_Exercise:_ The line containing "the agent runtime" marks the end, so write out exactly every line from the top of the entries below through that one.

(Stored data)

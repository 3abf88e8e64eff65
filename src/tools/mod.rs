//! In-process tool servers
//!
//! Lightweight tool servers hosted inside this process. A [`ToolServer`]
//! groups [`Tool`] implementations under one server name; the agent runtime
//! reaches it through the session's control channel (see `mcp.rs` for the
//! JSON-RPC surface). Parameters are validated against each tool's JSON
//! schema before execution.

use async_trait::async_trait;
use serde_json::{json, Value};
use std::collections::BTreeMap;
use std::fmt;
use std::time::Instant;
use thiserror::Error;
use tracing::{debug, Instrument};

pub mod builtin;
pub mod mcp;

/// A callable operation exposed by an in-process tool server
#[async_trait]
pub trait Tool: Send + Sync {
    /// Name, description and JSON schema for the parameters
    fn describe(&self) -> ToolDescription;

    /// Run the tool; parameters have already been validated against the schema.
    /// Returns an MCP tool result (`{"content": [...]}`).
    async fn execute(&self, parameters: &Value) -> Result<Value, ToolError>;
}

/// Tool metadata advertised through `tools/list`
#[derive(Debug, Clone, PartialEq)]
pub struct ToolDescription {
    pub name: String,
    pub description: String,
    pub parameters: Value,
}

/// Name the runtime uses for a server's tool in allow-lists
pub fn qualified_tool_name(server: &str, tool: &str) -> String {
    format!("mcp__{server}__{tool}")
}

/// Build an MCP text result
pub fn text_result(text: impl Into<String>) -> Value {
    json!({
        "content": [
            {"type": "text", "text": text.into()}
        ]
    })
}

/// Named, versioned collection of tools
pub struct ToolServer {
    name: String,
    version: String,
    tools: BTreeMap<String, Box<dyn Tool>>,
}

impl ToolServer {
    pub fn new(name: impl Into<String>, version: impl Into<String>) -> Self {
        Self {
            name: name.into(),
            version: version.into(),
            tools: BTreeMap::new(),
        }
    }

    /// Add a tool, replacing any tool with the same name
    pub fn register(&mut self, tool: Box<dyn Tool>) {
        let name = tool.describe().name;
        self.tools.insert(name, tool);
    }

    pub fn with_tool(mut self, tool: Box<dyn Tool>) -> Self {
        self.register(tool);
        self
    }

    pub fn name(&self) -> &str {
        &self.name
    }

    pub fn version(&self) -> &str {
        &self.version
    }

    /// Descriptions of every tool, ordered by name
    pub fn list_tools(&self) -> Vec<ToolDescription> {
        self.tools.values().map(|tool| tool.describe()).collect()
    }

    /// Allow-list names for every tool on this server
    pub fn qualified_tool_names(&self) -> Vec<String> {
        self.tools
            .keys()
            .map(|tool| qualified_tool_name(&self.name, tool))
            .collect()
    }

    /// Validate parameters and execute a tool
    pub async fn call_tool(&self, tool_name: &str, parameters: &Value) -> Result<Value, ToolError> {
        let tool = self
            .tools
            .get(tool_name)
            .ok_or_else(|| ToolError::UnknownTool(tool_name.to_string()))?;

        validate_parameters(&tool.describe(), parameters)?;

        let span = crate::tool_span!(server = %self.name, tool = tool_name);
        let started = Instant::now();
        let result = tool.execute(parameters).instrument(span).await;
        debug!(
            server = %self.name,
            tool = tool_name,
            success = result.is_ok(),
            duration_ms = started.elapsed().as_millis() as u64,
            "Tool executed"
        );
        result
    }
}

impl fmt::Debug for ToolServer {
    fn fmt(&self, f: &mut fmt::Formatter<'_>) -> fmt::Result {
        f.debug_struct("ToolServer")
            .field("name", &self.name)
            .field("version", &self.version)
            .field("tools", &self.tools.keys().collect::<Vec<_>>())
            .finish()
    }
}

/// Validate parameters against a tool's schema
fn validate_parameters(description: &ToolDescription, parameters: &Value) -> Result<(), ToolError> {
    let validator = jsonschema::validator_for(&description.parameters)
        .map_err(|e| ToolError::SchemaError(format!("Schema compilation error: {e}")))?;

    validator.validate(parameters).map_err(|errors| {
        let error_messages: Vec<String> = errors
            .map(|e| format!("At '{}': {}", e.instance_path, e))
            .collect();
        ToolError::ValidationError(error_messages.join("; "))
    })
}

/// Tool system errors
#[derive(Debug, Error)]
pub enum ToolError {
    #[error("Unknown tool: {0}")]
    UnknownTool(String),
    #[error("Parameter validation failed: {0}")]
    ValidationError(String),
    #[error("Schema error: {0}")]
    SchemaError(String),
    #[error("Tool execution failed: {0}")]
    ExecutionError(String),
}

_Result:_
repository 3abf88e8e64eff65
filename src/tools/mod.rs
//! In-process tool servers
//!
//! Lightweight tool servers hosted inside this process. A [`ToolServer`]
//! groups [`Tool`] implementations under one server name; the agent runtime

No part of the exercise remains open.